The game of dreidel is today widespread throughout the Jewish world. A player spins the top, and depending on how it lands, they win or lose part or all of the pot of coins (or gelt in Yiddish), in the middle. The origins of this game are said to date back to Hanukkah times (165 BCE), when Jews would play dreidel as Greek soldiers entered their homes,. They did this to hide the fact that they had actually gathered to study Torah, an act prohibited by the Syrian-Greek king, Antiochus. Significantly though, according to the Seforim Blog, this dreidel origin story only first appeared in print in a book published in Pittsburgh, PA, in 1890! The author, Rabbi Eliezer Hershovitz, came from Kovno, Lithuania.
So, is it possible that the dreidel is in fact a pan Jewish custom, dating back to ancient times, and perhaps even Sephardic in origin?
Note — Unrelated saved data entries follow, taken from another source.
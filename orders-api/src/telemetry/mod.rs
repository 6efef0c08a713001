//! Telemetry - Observability Infrastructure
//!
//! Structured logging through `tracing` and Prometheus metrics for the HTTP
//! surface, the cache and ingestion.

pub mod metrics;
pub mod middleware;
pub mod tracer;

pub use metrics::{metrics_handler, OrdersMetrics, METRICS};
pub use middleware::observability_middleware;
pub use tracer::{init_tracing, LogFormat, TelemetryConfig};
//! Orders API - Ingestion and Read Service
//!
//! Consumes order messages from Kafka, persists them to PostgreSQL and keeps
//! a bounded in-memory cache in front of the store. Orders are served over
//! HTTP by uid.
//!
//! - `broker`: the message source seam and its Kafka implementation
//! - `db`: the Postgres order store
//! - `jobs`: the ingestion background task
//! - `cached_store`: cache-first reads with store fallback
//! - `routes`: the Axum router
//! - `server`: lifecycle and graceful shutdown

pub mod broker;
pub mod cached_store;
pub mod config;
pub mod constants;
pub mod db;
pub mod error;
pub mod jobs;
pub mod macros;
pub mod openapi;
pub mod routes;
pub mod server;
pub mod state;
pub mod telemetry;

// Re-export commonly used types
pub use broker::{InboundMessage, KafkaConfig, KafkaOrderSource, OffsetToken, OrderSource, SourceError};
pub use cached_store::CachedOrderStore;
pub use config::ApiConfig;
pub use db::{DbConfig, PgOrderStore};
pub use error::{ApiError, ApiResult, ErrorCode};
pub use jobs::{ingest_task, IngestConfig, IngestError, IngestSnapshot};
pub use openapi::ApiDoc;
pub use routes::create_api_router;
pub use state::AppState;
//! Order Ingestion Background Task
//!
//! Pulls order payloads from an [`OrderSource`], persists them through the
//! [`OrderStore`], refreshes the cache and acknowledges the message. Per
//! message:
//!
//! - undecodable or missing `order_uid`: acknowledged and skipped, nothing is
//!   stored or cached
//! - store failure: not acknowledged; the same message is retried after a
//!   fixed backoff until it succeeds or shutdown arrives
//! - success: cached, then acknowledged. A failed acknowledgement is logged
//!   and the message still counts as processed.
//!
//! Fetch failures back off and fetch again. A store write that has started is
//! always allowed to finish; shutdown is only observed while waiting.
//!
//! ```ignore
//! use orders_api::jobs::{ingest_task, IngestConfig};
//! use tokio::sync::watch;
//!
//! let (shutdown_tx, shutdown_rx) = watch::channel(false);
//! let handle = tokio::spawn(ingest_task(source, store, cache, IngestConfig::from_env(), shutdown_rx));
//!
//! // On shutdown
//! let _ = shutdown_tx.send(true);
//! let summary = handle.await??;
//! ```

use std::sync::atomic::{AtomicU64, Ordering};
use std::sync::Arc;
use std::time::Duration;

use orders_core::Order;
use orders_storage::{CacheAdmission, OrderCache, OrderStore};
use tokio::sync::watch;

use crate::broker::{OffsetToken, OrderSource, SourceError};
use crate::config::env_parse;
use crate::constants::DEFAULT_RETRY_BACKOFF_MS;
use crate::telemetry::METRICS;

// ============================================================================
// CONFIGURATION
// ============================================================================

/// Configuration for the ingestion task.
#[derive(Debug, Clone, PartialEq, Eq)]
pub struct IngestConfig {
    /// Pause after a fetch or store failure (default: 1 second)
    pub retry_backoff: Duration,
}

impl Default for IngestConfig {
    fn default() -> Self {
        Self {
            retry_backoff: Duration::from_millis(DEFAULT_RETRY_BACKOFF_MS),
        }
    }
}

impl IngestConfig {
    /// Create IngestConfig from environment variables.
    ///
    /// - `ORDERS_RETRY_BACKOFF_MS`: backoff after failures (default: 1000)
    pub fn from_env() -> Self {
        Self {
            retry_backoff: Duration::from_millis(env_parse(
                "ORDERS_RETRY_BACKOFF_MS",
                DEFAULT_RETRY_BACKOFF_MS,
            )),
        }
    }
}

// ============================================================================
// METRICS
// ============================================================================

/// Counters for one ingestion run.
#[derive(Debug, Default)]
pub struct IngestMetrics {
    /// Messages fetched from the source
    pub consumed: AtomicU64,

    /// Orders written to the store
    pub persisted: AtomicU64,

    /// Messages acknowledged without being stored
    pub skipped: AtomicU64,

    /// Store attempts that failed and were retried
    pub persist_failures: AtomicU64,

    pub fetch_errors: AtomicU64,

    pub commit_errors: AtomicU64,

    /// Persisted orders the cache had no room for
    pub cache_rejections: AtomicU64,
}

impl IngestMetrics {
    pub fn new() -> Self {
        Self::default()
    }

    /// Get current snapshot of all counters.
    pub fn snapshot(&self) -> IngestSnapshot {
        IngestSnapshot {
            consumed: self.consumed.load(Ordering::Relaxed),
            persisted: self.persisted.load(Ordering::Relaxed),
            skipped: self.skipped.load(Ordering::Relaxed),
            persist_failures: self.persist_failures.load(Ordering::Relaxed),
            fetch_errors: self.fetch_errors.load(Ordering::Relaxed),
            commit_errors: self.commit_errors.load(Ordering::Relaxed),
            cache_rejections: self.cache_rejections.load(Ordering::Relaxed),
        }
    }

    fn bump(counter: &AtomicU64, outcome: &str) {
        counter.fetch_add(1, Ordering::Relaxed);
        if let Ok(metrics) = METRICS.as_ref() {
            metrics.record_ingest(outcome);
        }
    }
}

/// Snapshot of ingestion counters at a point in time.
#[derive(Debug, Clone, Default, PartialEq, Eq)]
pub struct IngestSnapshot {
    pub consumed: u64,
    pub persisted: u64,
    pub skipped: u64,
    pub persist_failures: u64,
    pub fetch_errors: u64,
    pub commit_errors: u64,
    pub cache_rejections: u64,
}

/// Why ingestion stopped on its own.
#[derive(Debug, thiserror::Error)]
pub enum IngestError {
    #[error("order source closed unexpectedly")]
    SourceClosed,
}

// ============================================================================
// BACKGROUND TASK
// ============================================================================

/// Whether the loop keeps going after handling one message.
enum Flow {
    Continue,
    Stop,
}

/// Run ingestion until shutdown is signalled or the source closes.
///
/// Dropping the shutdown sender counts as a shutdown signal. Returns the run's
/// counters on a requested stop and [`IngestError::SourceClosed`] when the
/// source ends by itself.
pub async fn ingest_task<S>(
    mut source: S,
    store: Arc<dyn OrderStore>,
    cache: Arc<OrderCache>,
    config: IngestConfig,
    mut shutdown_rx: watch::Receiver<bool>,
) -> Result<IngestSnapshot, IngestError>
where
    S: OrderSource,
{
    let metrics = IngestMetrics::new();

    tracing::info!(
        retry_backoff_ms = config.retry_backoff.as_millis() as u64,
        "Order ingestion started"
    );

    let outcome = loop {
        let fetched = tokio::select! {
            biased;
            _ = shutdown_requested(&mut shutdown_rx) => {
                tracing::info!("Order ingestion shutting down");
                break Ok(());
            }
            fetched = source.fetch() => fetched,
        };

        let message = match fetched {
            Ok(message) => message,
            Err(SourceError::Closed) => {
                tracing::error!("Order source closed");
                break Err(IngestError::SourceClosed);
            }
            Err(e) => {
                IngestMetrics::bump(&metrics.fetch_errors, "fetch_error");
                tracing::warn!(error = %e, "Failed to fetch order message");
                if !backoff(config.retry_backoff, &mut shutdown_rx).await {
                    break Ok(());
                }
                continue;
            }
        };

        metrics.consumed.fetch_add(1, Ordering::Relaxed);

        let order = match Order::from_payload(&message.payload) {
            Ok(order) => order,
            Err(e) => {
                IngestMetrics::bump(&metrics.skipped, "skipped");
                tracing::warn!(
                    partition = message.token.partition,
                    offset = message.token.offset,
                    error = %e,
                    "Skipping invalid order message"
                );
                acknowledge(&mut source, message.token, &metrics).await;
                continue;
            }
        };

        match persist(&order, store.as_ref(), &config, &metrics, &mut shutdown_rx).await {
            Flow::Continue => {}
            Flow::Stop => {
                tracing::info!(
                    order_uid = %order.order_uid,
                    offset = message.token.offset,
                    "Shutdown during persist retry, message left unacknowledged"
                );
                break Ok(());
            }
        }

        let order_uid = order.order_uid.clone();
        if cache.set(order) == CacheAdmission::Rejected {
            IngestMetrics::bump(&metrics.cache_rejections, "cache_rejected");
            tracing::debug!(order_uid = %order_uid, "Cache full, order not cached");
        }
        if let Ok(prom) = METRICS.as_ref() {
            prom.set_cache_stats(&cache.stats());
        }

        acknowledge(&mut source, message.token, &metrics).await;
        tracing::debug!(order_uid = %order_uid, "Order ingested");
    };

    source.close();

    let snapshot = metrics.snapshot();
    tracing::info!(
        consumed = snapshot.consumed,
        persisted = snapshot.persisted,
        skipped = snapshot.skipped,
        persist_failures = snapshot.persist_failures,
        fetch_errors = snapshot.fetch_errors,
        commit_errors = snapshot.commit_errors,
        "Order ingestion stopped"
    );

    outcome.map(|()| snapshot)
}

/// Store `order`, retrying until it succeeds. Stops only while backing off.
async fn persist(
    order: &Order,
    store: &dyn OrderStore,
    config: &IngestConfig,
    metrics: &IngestMetrics,
    shutdown_rx: &mut watch::Receiver<bool>,
) -> Flow {
    loop {
        match store.save_order(order).await {
            Ok(()) => {
                IngestMetrics::bump(&metrics.persisted, "persisted");
                return Flow::Continue;
            }
            Err(e) => {
                IngestMetrics::bump(&metrics.persist_failures, "persist_failed");
                tracing::error!(
                    order_uid = %order.order_uid,
                    transient = e.is_transient(),
                    error = %e,
                    "Failed to persist order, retrying"
                );
                if !backoff(config.retry_backoff, shutdown_rx).await {
                    return Flow::Stop;
                }
            }
        }
    }
}

async fn acknowledge<S: OrderSource>(source: &mut S, token: OffsetToken, metrics: &IngestMetrics) {
    let offset = token.offset;
    if let Err(e) = source.commit(token).await {
        IngestMetrics::bump(&metrics.commit_errors, "commit_error");
        tracing::warn!(offset, error = %e, "Failed to commit offset");
    }
}

/// Resolves once shutdown is requested or the sender is gone.
async fn shutdown_requested(shutdown_rx: &mut watch::Receiver<bool>) {
    let _ = shutdown_rx.wait_for(|stop| *stop).await;
}

/// Sleep for `delay` unless shutdown comes first. False means stop.
async fn backoff(delay: Duration, shutdown_rx: &mut watch::Receiver<bool>) -> bool {
    tokio::select! {
        _ = shutdown_requested(shutdown_rx) => false,
        _ = tokio::time::sleep(delay) => true,
    }
}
Probably not. Not only is dreidel a yiddish word, and not only does the origin story only appear in the late 19th century, but similar tops are found across Europe, and in some places are even traditionally played at Christmas time. In Portugal it is called a Rapa, in other European cities it was a called a teetotum. Depending on the country and language, the letters appearing on the four sides are different. In Yiddish the Hebrew nun, gimmel, hey, and shin actually stood for nisht, ganz, halb, and shtel arayn (nothing, everything, half, and give one).
The dreidel therefore is a cautionary tale, wherein we sometimes mistakenly project back in time, something which we know from the present. Because Jews today so famously play with a dreidel, some mistakenly assume that any four-sided spinning top must have come from the Jews, even the Sephardic Jews. There is, however, a lasting message and value contained within the dreidel.
Rabbi Joseph Dweck of the S&P Sephardi Community of London recently pointed out that Jews are often the repository of the world’s cultures and traditions. As we traveled through the exile we picked up various cultural items, whether food, music, intellectual pursuits, languages, or games, and we incorporated them into Judaism. Then, even when those traditions are lost in their places of origin, they remain alive through the Jewish people. That is an amazing insight about the Jewish people and can be seen in many different cultural areas. Sephardic Jews, in fact, played an incredibly important role in restoring philosophy to Christian Europe after the Dark Ages, via Muslim Spain where it had been preserved.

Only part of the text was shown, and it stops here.